┌──

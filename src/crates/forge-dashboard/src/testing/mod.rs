//! Test infrastructure for the Forge dashboard
//!
//! This module provides:
//! - `MockTaskApi`, a scripted in-memory [`TaskApi`]
//! - Fixtures for tasks and execution snapshots

use crate::api::TaskApi;
use crate::error::{ForgeError, Result};
use crate::models::{ExecutionState, Task, TaskCreate, TaskStatus, TaskSummary};
use async_trait::async_trait;
use chrono::Utc;
use parking_lot::Mutex;
use std::collections::{HashMap, VecDeque};
use std::time::Duration;

/// Which endpoint a call hit
#[derive(Debug, Clone, Copy, PartialEq, Eq, Hash)]
pub enum CallKind {
    List,
    Create,
    Get,
    Delete,
    Start,
    GetExecution,
}

/// One recorded call
#[derive(Debug, Clone, PartialEq, Eq)]
pub enum ApiCall {
    List,
    Create(String),
    Get(String),
    Delete(String),
    Start(String),
    GetExecution(String),
}

impl ApiCall {
    pub fn kind(&self) -> CallKind {
        match self {
            Self::List => CallKind::List,
            Self::Create(_) => CallKind::Create,
            Self::Get(_) => CallKind::Get,
            Self::Delete(_) => CallKind::Delete,
            Self::Start(_) => CallKind::Start,
            Self::GetExecution(_) => CallKind::GetExecution,
        }
    }
}

#[derive(Default)]
struct MockState {
    /// Newest first, like the backend
    tasks: Vec<Task>,
    next_id: u64,
    status_scripts: HashMap<String, VecDeque<TaskStatus>>,
    executions: HashMap<String, ExecutionState>,
    failures: HashMap<CallKind, VecDeque<ForgeError>>,
    latency: HashMap<CallKind, Duration>,
    calls: Vec<ApiCall>,
}

impl MockState {
    fn find(&self, id: &str) -> Option<&Task> {
        self.tasks.iter().find(|task| task.id == id)
    }

    fn find_mut(&mut self, id: &str) -> Option<&mut Task> {
        self.tasks.iter_mut().find(|task| task.id == id)
    }

    fn take_failure(&mut self, kind: CallKind) -> Option<ForgeError> {
        self.failures.get_mut(&kind).and_then(VecDeque::pop_front)
    }
}

fn not_found() -> ForgeError {
    ForgeError::Http {
        status: 404,
        body: r#"{"detail":"Task not found"}"#.to_string(),
    }
}

/// Scripted in-memory backend
///
/// Responses are computed when a call arrives; a configured latency is
/// slept after that, so a slow call returns the state it saw on entry.
#[derive(Default)]
pub struct MockTaskApi {
    state: Mutex<MockState>,
}

impl MockTaskApi {
    pub fn new() -> Self {
        Self::default()
    }

    /// Mock pre-populated with `tasks` (newest first)
    pub fn with_tasks(tasks: Vec<Task>) -> Self {
        let mock = Self::new();
        mock.state.lock().tasks = tasks;
        mock
    }

    pub fn insert(&self, task: Task) {
        self.state.lock().tasks.insert(0, task);
    }

    /// Statuses returned by successive `get` calls for `id`
    ///
    /// The last status repeats once the script runs out. Execution
    /// snapshots mirror whatever status `get` last returned.
    pub fn script_statuses(&self, id: &str, statuses: impl IntoIterator<Item = TaskStatus>) {
        self.state
            .lock()
            .status_scripts
            .insert(id.to_string(), statuses.into_iter().collect());
    }

    /// Fixed execution snapshot for `id`
    pub fn set_execution(&self, execution: ExecutionState) {
        self.state
            .lock()
            .executions
            .insert(execution.task_id.clone(), execution);
    }

    /// Set the stored status of `id` directly
    pub fn set_status(&self, id: &str, status: TaskStatus) {
        if let Some(task) = self.state.lock().find_mut(id) {
            task.status = status;
        }
    }

    /// The next call of `kind` fails with `error`
    pub fn fail_next(&self, kind: CallKind, error: ForgeError) {
        self.state.lock().failures.entry(kind).or_default().push_back(error);
    }

    /// Every call of `kind` sleeps for `delay` before returning
    pub fn set_latency(&self, kind: CallKind, delay: Duration) {
        self.state.lock().latency.insert(kind, delay);
    }

    pub fn calls(&self) -> Vec<ApiCall> {
        self.state.lock().calls.clone()
    }

    pub fn count(&self, kind: CallKind) -> usize {
        self.state.lock().calls.iter().filter(|call| call.kind() == kind).count()
    }

    /// Number of calls of `kind` that targeted `id`
    pub fn count_for(&self, kind: CallKind, id: &str) -> usize {
        self.state
            .lock()
            .calls
            .iter()
            .filter(|call| call.kind() == kind)
            .filter(|call| match call {
                ApiCall::Get(x) | ApiCall::Delete(x) | ApiCall::Start(x) | ApiCall::GetExecution(x) => x == id,
                _ => false,
            })
            .count()
    }

    pub fn task(&self, id: &str) -> Option<Task> {
        self.state.lock().find(id).cloned()
    }

    /// Record the call and compute its response under one lock
    fn call<T>(&self, call: ApiCall, respond: impl FnOnce(&mut MockState) -> Result<T>) -> (Result<T>, Option<Duration>) {
        let mut state = self.state.lock();
        let kind = call.kind();
        state.calls.push(call);
        let latency = state.latency.get(&kind).copied();
        let result = match state.take_failure(kind) {
            Some(error) => Err(error),
            None => respond(&mut *state),
        };
        (result, latency)
    }

    async fn finish<T>(&self, (result, latency): (Result<T>, Option<Duration>)) -> Result<T> {
        if let Some(delay) = latency {
            tokio::time::sleep(delay).await;
        }
        result
    }
}

#[async_trait]
impl TaskApi for MockTaskApi {
    async fn list(&self) -> Result<Vec<TaskSummary>> {
        let outcome = self.call(ApiCall::List, |state| Ok(state.tasks.iter().map(Task::summary).collect()));
        self.finish(outcome).await
    }

    async fn create(&self, request: &TaskCreate) -> Result<Task> {
        let outcome = self.call(ApiCall::Create(request.name.clone()), |state| {
            state.next_id += 1;
            let mut task = fixtures::task(&format!("task-{}", state.next_id), TaskStatus::Pending);
            task.name = request.name.clone();
            task.description = request.description.clone();
            task.yaml_content = request.yaml_content.clone().unwrap_or_default();
            state.tasks.insert(0, task.clone());
            Ok(task)
        });
        self.finish(outcome).await
    }

    async fn get(&self, id: &str) -> Result<Task> {
        let outcome = self.call(ApiCall::Get(id.to_string()), |state| {
            let scripted = match state.status_scripts.get_mut(id) {
                Some(script) if script.len() > 1 => script.pop_front(),
                Some(script) => script.front().cloned(),
                None => None,
            };
            let task = state.find_mut(id).ok_or_else(not_found)?;
            if let Some(status) = scripted {
                task.status = status;
            }
            Ok(task.clone())
        });
        self.finish(outcome).await
    }

    async fn delete(&self, id: &str) -> Result<()> {
        let outcome = self.call(ApiCall::Delete(id.to_string()), |state| {
            let before = state.tasks.len();
            state.tasks.retain(|task| task.id != id);
            if state.tasks.len() == before {
                return Err(not_found());
            }
            state.executions.remove(id);
            state.status_scripts.remove(id);
            Ok(())
        });
        self.finish(outcome).await
    }

    async fn start(&self, id: &str) -> Result<()> {
        let outcome = self.call(ApiCall::Start(id.to_string()), |state| {
            let scripted = state.status_scripts.contains_key(id);
            let task = state.find_mut(id).ok_or_else(not_found)?;
            if !scripted {
                task.status = TaskStatus::Running;
            }
            Ok(())
        });
        self.finish(outcome).await
    }

    async fn get_execution(&self, id: &str) -> Result<ExecutionState> {
        let outcome = self.call(ApiCall::GetExecution(id.to_string()), |state| {
            if let Some(execution) = state.executions.get(id) {
                return Ok(execution.clone());
            }
            let task = state.find(id).ok_or_else(not_found)?;
            Ok(fixtures::execution(id, task.status.clone()))
        });
        self.finish(outcome).await
    }
}

/// Sample records
pub mod fixtures {
    use super::*;
    use crate::models::{CellExecutionState, ExecutionLog, StepState, StepStatus};

    pub fn task(id: &str, status: TaskStatus) -> Task {
        let now = Utc::now();
        Task {
            id: id.to_string(),
            name: format!("Task {}", id),
            description: None,
            yaml_content: "name: smoke\nsteps:\n  - open the home page\n".to_string(),
            status,
            created_at: now,
            updated_at: now,
            execution_id: None,
            steps: vec![],
        }
    }

    /// Task with one screenshot-bearing step and one without
    pub fn task_with_steps(id: &str, status: TaskStatus) -> Task {
        Task {
            steps: vec![
                StepState {
                    index: 0,
                    content: "Open the home page".to_string(),
                    status: StepStatus::Completed,
                    screenshot: Some(format!("/screenshots/{}/step_0.png", id)),
                },
                StepState {
                    index: 1,
                    content: "Click the login button".to_string(),
                    status: StepStatus::Running,
                    screenshot: None,
                },
            ],
            ..task(id, status)
        }
    }

    pub fn execution(id: &str, status: TaskStatus) -> ExecutionState {
        ExecutionState {
            task_id: id.to_string(),
            status,
            logs: vec![ExecutionLog {
                timestamp: Utc::now(),
                level: "info".to_string(),
                message: "Browser session started".to_string(),
            }],
            cells: vec![CellExecutionState {
                id: "cell-0".to_string(),
                status: "success".to_string(),
                code: "await page.goto('/')".to_string(),
                output: None,
            }],
        }
    }
}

└──

## TASK DETAILS
Among the entries, find each line that includes the string "returned" and copy it.

## FINISHED EXERCISE
    /// Statuses returned by successive `get` calls for `id`
    /// snapshots mirror whatever status `get` last returned.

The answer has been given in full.